This article was published at InSight Crime.
Uruguay President Tabaré Vázquez has introduced legislation aimed at refocusing the country’s penitentiary system on rehabilitating inmates days after a prison riot drew attention to poor conditions, an approach that runs contrary to prevailing trends in the region.
President Vázquez submitted a bill to Uruguay’s Congress on July 2 proposing that the institution in charge of managing the country’s prisons be decentralized and restructured to better provide psychological, social and educational services for the rehabilitation of prisoners.
The legislation would shift the National Rehabilitation Institute (Instituto Nacional de Rehabilitación – INR) out of the control of the Interior Ministry, putting the agency under the purview of the Education and Culture Ministry.
In addition, two new councils would be created to provide inmates and their family members with platforms for submitting complaints and suggestions to improve prison conditions. The councils would also aim to strengthen social reintegration programs and reduce recidivism rates.
These changes to the country’s prison system were a central promise of Vázquez’s 2015 reelection campaign, and were agreed to by representatives of all of the country’s main political parties in 2016, El Observador reported. The proposal has been floated by Vázquez’s Broad Front (Frente Amplio) party since at least 2012, following his first presidential term from 2005 to 2010.

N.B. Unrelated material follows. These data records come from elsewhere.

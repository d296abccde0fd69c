//! Runtime configuration read from the environment (after `.env` is loaded).

use std::env;
use std::path::PathBuf;

use thiserror::Error;

pub const DEFAULT_PORT: u16 = 8083;
pub const DEFAULT_MANAGER_ROLE: &str = "Менеджер";
pub const DEFAULT_MAX_UPLOAD_BYTES: usize = 10 * 1024 * 1024;

#[derive(Clone, Debug)]
pub struct Config {
    pub port: u16,
    /// Postgres connection string; without it the in-memory store is used.
    pub database_url: Option<String>,
    pub nats_url: Option<String>,
    pub media_root: PathBuf,
    pub manager_role: String,
    pub max_upload_bytes: usize,
    pub admin: Option<AdminBootstrap>,
}

/// Superuser created at startup when it does not exist yet.
#[derive(Clone, Debug)]
pub struct AdminBootstrap {
    pub username: String,
    pub password: String,
}

#[derive(Error, Debug)]
pub enum ConfigError {
    #[error("{name} is not a valid number: {value}")]
    InvalidNumber { name: &'static str, value: String },

    #[error("ADMIN_USERNAME and ADMIN_PASSWORD must be set together")]
    IncompleteAdmin,
}

impl Default for Config {
    fn default() -> Self {
        Self {
            port: DEFAULT_PORT,
            database_url: None,
            nats_url: None,
            media_root: PathBuf::from("media"),
            manager_role: DEFAULT_MANAGER_ROLE.to_string(),
            max_upload_bytes: DEFAULT_MAX_UPLOAD_BYTES,
            admin: None,
        }
    }
}

impl Config {
    pub fn from_env() -> Result<Self, ConfigError> {
        Self::from_lookup(|name| env::var(name).ok())
    }

    fn from_lookup(lookup: impl Fn(&str) -> Option<String>) -> Result<Self, ConfigError> {
        let defaults = Self::default();
        let admin = match (lookup("ADMIN_USERNAME"), lookup("ADMIN_PASSWORD")) {
            (Some(username), Some(password)) => Some(AdminBootstrap { username, password }),
            (None, None) => None,
            _ => return Err(ConfigError::IncompleteAdmin),
        };
        Ok(Self {
            port: parse_number(&lookup, "PORT")?.unwrap_or(defaults.port),
            database_url: lookup("DATABASE_URL").filter(|v| !v.is_empty()),
            nats_url: lookup("NATS_URL").filter(|v| !v.is_empty()),
            media_root: lookup("MEDIA_ROOT").map(PathBuf::from).unwrap_or(defaults.media_root),
            manager_role: lookup("MANAGER_ROLE").unwrap_or(defaults.manager_role),
            max_upload_bytes: parse_number(&lookup, "MAX_UPLOAD_BYTES")?.unwrap_or(defaults.max_upload_bytes),
            admin,
        })
    }
}

fn parse_number<T: std::str::FromStr>(lookup: &impl Fn(&str) -> Option<String>, name: &'static str) -> Result<Option<T>, ConfigError> {
    lookup(name)
        .map(|value| value.parse().map_err(|_| ConfigError::InvalidNumber { name, value }))
        .transpose()
}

The recent introduction of this legislation, which already carries the signatures of the president and the interior, education and economy ministers, comes just days after a riot shook Uruguay’s largest prison. More than 30 inmates took three police officers hostage and demanded improvements to prison conditions, including measures to address a rat infestation and delays in food distribution.
The governing Broad Front party maintains a majority in the country’s congress, making it likely that the bill will pass. If the proposal becomes law, a group of ministers would be appointed to oversee the transition of the National Rehabilitation Institute into a more independent body, which would take control of prison operations in February 2021.
InSight Crime Analysis
Uruguay’s decision to press forward with long-proposed plans to improve the prison system’s ability to adequately house and rehabilitate inmates stands in sharp contrast to the policies being pursued elsewhere in the region.
Repressive security measures, skyrocketing inmate populations, poor facilities and rampant corruption have turned many of Latin America’s prisons into incubators of organized crime rather than centers for rehabilitation.
Uruguay has struggled in the past with high rates of recidivism, which officials have attempted to address with small-scale initiatives like a 2017 project to provide job opportunities to released prisoners. If the recently introduced legislation is passed and Uruguay’s prisons successfully shift toward a more rehabilitation-centered approach with an emphasis on respecting prisoners’ rights, it could serve as a model for other countries in the region seeking to address deep-seated issues in their penitentiary systems.